Dataset entries:
•••

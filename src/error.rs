use std::fmt;
use std::io;

/// The part of a call an error happened in.
#[derive(Debug, Clone, Copy, PartialEq, Eq)]
pub enum Stage {
    /// Resolving the host name to socket addresses.
    Resolve,
    /// Opening the TCP connection.
    Connect,
    /// TLS handshake on top of the TCP connection.
    Handshake,
    /// Writing the request.
    SendRequest,
    /// Reading the status line and headers.
    RecvResponse,
    /// Reading the response body.
    RecvBody,
    /// Building the follow-up request for a redirect.
    Redirect,
}

impl fmt::Display for Stage {
    fn fmt(&self, f: &mut fmt::Formatter<'_>) -> fmt::Result {
        let s = match self {
            Stage::Resolve => "resolve",
            Stage::Connect => "connect",
            Stage::Handshake => "tls handshake",
            Stage::SendRequest => "send request",
            Stage::RecvResponse => "receive response",
            Stage::RecvBody => "receive body",
            Stage::Redirect => "redirect",
        };
        f.write_str(s)
    }
}

/// Error type for sockhttp
#[derive(Debug, PartialEq, Eq)]
#[allow(missing_docs)]
#[non_exhaustive]
pub enum Error {
    MalformedUrl(String),
    ConnectFailed(String),
    TlsHandshakeFailed(String),
    Timeout(Stage),
    MalformedStatusLine(String),
    MalformedHeader(String),
    MalformedContentLength(String),
    TruncatedBody { expected: u64, received: u64 },
    MalformedChunk(String),
    MissingLocation,
    BadLocationHeader(String),
    TooManyRedirects(u32),
    RedirectLoop(String),
    BadHeader(String),
    Io(Stage, String),
    Json(String),
    /// A failed call, with the URL of the hop and the stage it failed in.
    ///
    /// Every error out of [`Client::perform`](crate::Client::perform) after the request was
    /// built is wrapped like this. [`Error::root_cause`] gets at the underlying error.
    Call {
        url: String,
        stage: Stage,
        cause: Box<Error>,
    },
}

impl Error {
    /// Map an io error from a blocking socket operation.
    ///
    /// Socket timeouts surface as `WouldBlock` or `TimedOut` depending on platform.
    pub(crate) fn from_io(e: io::Error, stage: Stage) -> Error {
        match e.kind() {
            io::ErrorKind::WouldBlock | io::ErrorKind::TimedOut => Error::Timeout(stage),
            _ => Error::Io(stage, e.to_string()),
        }
    }

    /// Attach the URL of the hop and the stage the error happened in.
    ///
    /// Errors that know their own stage keep it.
    pub(crate) fn at(self, url: &impl fmt::Display, stage: Stage) -> Error {
        if let Error::Call { .. } = self {
            return self;
        }
        let stage = self.own_stage().unwrap_or(stage);
        Error::Call {
            url: url.to_string(),
            stage,
            cause: Box::new(self),
        }
    }

    fn own_stage(&self) -> Option<Stage> {
        match self {
            Error::Timeout(s) | Error::Io(s, _) => Some(*s),
            Error::ConnectFailed(_) => Some(Stage::Connect),
            Error::TlsHandshakeFailed(_) => Some(Stage::Handshake),
            _ => None,
        }
    }

    /// The error without the call context.
    pub fn root_cause(&self) -> &Error {
        match self {
            Error::Call { cause, .. } => cause.root_cause(),
            e => e,
        }
    }

    /// URL of the hop that failed, if known.
    pub fn url(&self) -> Option<&str> {
        match self {
            Error::Call { url, .. } => Some(url),
            _ => None,
        }
    }

    /// Stage the error happened in, if known.
    pub fn stage(&self) -> Option<Stage> {
        match self {
            Error::Call { stage, .. } => Some(*stage),
            e => e.own_stage(),
        }
    }

    /// Tell if this is a timeout, regardless of stage.
    pub fn is_timeout(&self) -> bool {
        matches!(self.root_cause(), Error::Timeout(_))
    }
}

impl From<httparse::Error> for Error {
    fn from(value: httparse::Error) -> Self {
        match value {
            httparse::Error::Status | httparse::Error::Version | httparse::Error::Token => {
                Error::MalformedStatusLine(value.to_string())
            }
            _ => Error::MalformedHeader(value.to_string()),
        }
    }
}

impl From<http::Error> for Error {
    fn from(value: http::Error) -> Self {
        Error::BadHeader(value.to_string())
    }
}

#[cfg(feature = "json")]
impl From<serde_json::Error> for Error {
    fn from(value: serde_json::Error) -> Self {
        Error::Json(value.to_string())
    }
}

impl std::error::Error for Error {
    fn source(&self) -> Option<&(dyn std::error::Error + 'static)> {
        match self {
            Error::Call { cause, .. } => Some(&**cause),
            _ => None,
        }
    }
}

impl fmt::Display for Error {
    fn fmt(&self, f: &mut fmt::Formatter<'_>) -> fmt::Result {
        match self {
            Error::MalformedUrl(v) => write!(f, "malformed url: {}", v),
            Error::ConnectFailed(v) => write!(f, "connect failed: {}", v),
            Error::TlsHandshakeFailed(v) => write!(f, "tls handshake failed: {}", v),
            Error::Timeout(s) => write!(f, "timeout during {}", s),
            Error::MalformedStatusLine(v) => write!(f, "malformed status line: {}", v),
            Error::MalformedHeader(v) => write!(f, "malformed header: {}", v),
            Error::MalformedContentLength(v) => write!(f, "malformed content-length: {}", v),
            Error::TruncatedBody { expected, received } => write!(
                f,
                "body truncated: expected {} bytes, got {}",
                expected, received
            ),
            Error::MalformedChunk(v) => write!(f, "malformed chunk: {}", v),
            Error::MissingLocation => write!(f, "redirect without a location header"),
            Error::BadLocationHeader(v) => write!(f, "location header is malformed: {}", v),
            Error::TooManyRedirects(n) => write!(f, "more than {} redirects", n),
            Error::RedirectLoop(v) => write!(f, "redirect loop at {}", v),
            Error::BadHeader(v) => write!(f, "bad header: {}", v),
            Error::Io(s, v) => write!(f, "io error during {}: {}", s, v),
            Error::Json(v) => write!(f, "json: {}", v),
            Error::Call { url, stage, cause } => write!(f, "{} ({}): {}", url, stage, cause),
        }
    }
}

•••

Copy out only the lines running from the beginning of the data to the line with "depending on platform.", both ends included.

filename src/error.rs
use std::fmt;
use std::io;

/// The part of a call an error happened in.
#[derive(Debug, Clone, Copy, PartialEq, Eq)]
pub enum Stage {
    /// Resolving the host name to socket addresses.
    Resolve,
    /// Opening the TCP connection.
    Connect,
    /// TLS handshake on top of the TCP connection.
    Handshake,
    /// Writing the request.
    SendRequest,
    /// Reading the status line and headers.
    RecvResponse,
    /// Reading the response body.
    RecvBody,
    /// Building the follow-up request for a redirect.
    Redirect,
}

impl fmt::Display for Stage {
    fn fmt(&self, f: &mut fmt::Formatter<'_>) -> fmt::Result {
        let s = match self {
            Stage::Resolve => "resolve",
            Stage::Connect => "connect",
            Stage::Handshake => "tls handshake",
            Stage::SendRequest => "send request",
            Stage::RecvResponse => "receive response",
            Stage::RecvBody => "receive body",
            Stage::Redirect => "redirect",
        };
        f.write_str(s)
    }
}

/// Error type for sockhttp
#[derive(Debug, PartialEq, Eq)]
#[allow(missing_docs)]
#[non_exhaustive]
pub enum Error {
    MalformedUrl(String),
    ConnectFailed(String),
    TlsHandshakeFailed(String),
    Timeout(Stage),
    MalformedStatusLine(String),
    MalformedHeader(String),
    MalformedContentLength(String),
    TruncatedBody { expected: u64, received: u64 },
    MalformedChunk(String),
    MissingLocation,
    BadLocationHeader(String),
    TooManyRedirects(u32),
    RedirectLoop(String),
    BadHeader(String),
    Io(Stage, String),
    Json(String),
    /// A failed call, with the URL of the hop and the stage it failed in.
    ///
    /// Every error out of [`Client::perform`](crate::Client::perform) after the request was
    /// built is wrapped like this. [`Error::root_cause`] gets at the underlying error.
    Call {
        url: String,
        stage: Stage,
        cause: Box<Error>,
    },
}

impl Error {
    /// Map an io error from a blocking socket operation.
    ///
    /// Socket timeouts surface as `WouldBlock` or `TimedOut` depending on platform.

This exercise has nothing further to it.